Celui-ci n'est pas simplement un dictionnaire militaire. Il aborde également les nombreux autres domaines connexes que les Anglo-saxons regroupent sous le terme de warstudies. Souvent mises de côté par les milieux universitaires français, elles ont suscité l'intérêt de leurs homologues britanniques qui ont créé un département spécialisé au King’s College de Londres en 1962 déjà. Pour couvrir la vaste palette thématique des warstudies, les trois directeurs de l’ouvrage, le général Benoît Durieux, Jean-Baptiste Jeangène Vilmer et Frédéric Ramel, eux-mêmes issus de milieux scientifiques et institutionnels différents, ont fait appel à des spécialistes, français ou étrangers, en histoire militaire, en géographie, en droit, en économie, en politique... 

 

Le titre peut paraître provocateur au premier abord. Cependant, comme le montre l’introduction, il correspond parfaitement à l’évolution qu’à connue au cours des dernières décennies ce caméléon qu’est la guerre. Depuis la Seconde Guerre mondiale, les conflits ne sont en effet que rarement interétatiques. Ils ne commencent plus forcément par une déclaration formelle et ne se terminent plus non plus par un traité de paix. Avec les guerres de décolonisation, l’émergence des nombreux acteurs non-étatiques, les luttes insurrectionnelles de toutes sortes, l’emploi du terrorisme et les interventions extérieures qui se poursuivent des années durant en parallèle à des missions de stabilisation et de reconstruction, la guerre et la paix ne sont plus séparées par une frontière nette et se confondent plus ou moins dans le temps et dans l’espace, avec tous les problèmes politiques, militaires, éthiques ou juridiques qui en découlent.

 

Une des nombreuses richesses du dictionnaire est qu’il s’intéresse également aux relations existant entre la géographie et la guerre.
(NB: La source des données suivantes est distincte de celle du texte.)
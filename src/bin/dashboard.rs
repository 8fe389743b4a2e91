//! this binary serves the HTML dashboard over the ClickHouse offers table
//! to see the list of options, type: `dashboard --help`

use std::process::exit;
use std::str::FromStr;

use clap::{crate_version, App, Arg, ArgMatches};
use ecomlab::config::{clickhouse_args, parse_addr, ClickHouseConfig};
use ecomlab::{server, HttpClickHouse, Result};
use tracing::{info, warn, Level};
use tracing_subscriber::FmtSubscriber;

const DEFAULT_ADDRESS: &str = "0.0.0.0:5000";

fn main() {
    let matches = App::new("dashboard")
        .version(crate_version!())
        .about("an HTML dashboard of the e-commerce offers stored in ClickHouse")
        .arg(Arg::with_name("addr")
            .long("addr")
            .value_name("IP_ADDR:PORT")
            .help("sets the IP_ADDR:PORT that the dashboard listens on")
            .default_value(DEFAULT_ADDRESS))
        .args(&clickhouse_args())
        .arg(Arg::with_name("log-level")
            .long("log-level")
            .value_name("LEVEL")
            .help("maximum level of the log messages written to STDERR")
            .default_value("info"))
        .get_matches();

    subscriber_config(matches.value_of("log-level").unwrap_or("info"));

    if let Err(e) = run(&matches) {
        eprintln!("{:?}", e);
        exit(1);
    }
}

fn run(matches: &ArgMatches) -> Result<()> {
    let addr = parse_addr(matches.value_of("addr").unwrap_or(DEFAULT_ADDRESS))?;
    let engine = HttpClickHouse::new(ClickHouseConfig::from_matches(matches)?);

    info!("dashboard {}", env!("CARGO_PKG_VERSION"));
    match engine.server_version() {
        Ok(version) => info!("connected to ClickHouse {}", version),
        Err(e) => warn!("ClickHouse is not reachable yet: {}", e),
    }

    let runtime = tokio::runtime::Runtime::new()?;
    runtime.block_on(server::run(addr, server::dashboard_router(engine)))
}

/// configures a tracing subscriber that will log to STDERR
fn subscriber_config(level: &str) {
    let level = Level::from_str(level).unwrap_or(Level::INFO);
    let subscriber = FmtSubscriber::builder()
        .with_max_level(level)
        // log to stderr instead of stdout
        .with_writer(std::io::stderr)
        .finish();
    tracing::subscriber::set_global_default(subscriber)
        .expect("setting tracing default subscriber failed");
}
Outre des entrées consacrées aux espaces et aux territoires traditionnels – Etats, terre, mer, air… –, le lecteur trouvera aussi des articles sur les nouveaux espaces de conflit que sont le cyberespace, les médias, le web social…

 

Notons encore que chaque article comprend une bibliographie et des renvois aux entrées qui abordent des thèmes apparentés.

 

En conclusion, un très bon ouvrage pluridisciplinaire et un très bel outil de travail qui mérite de figurer en bonne place dans toutes les bibliothèques!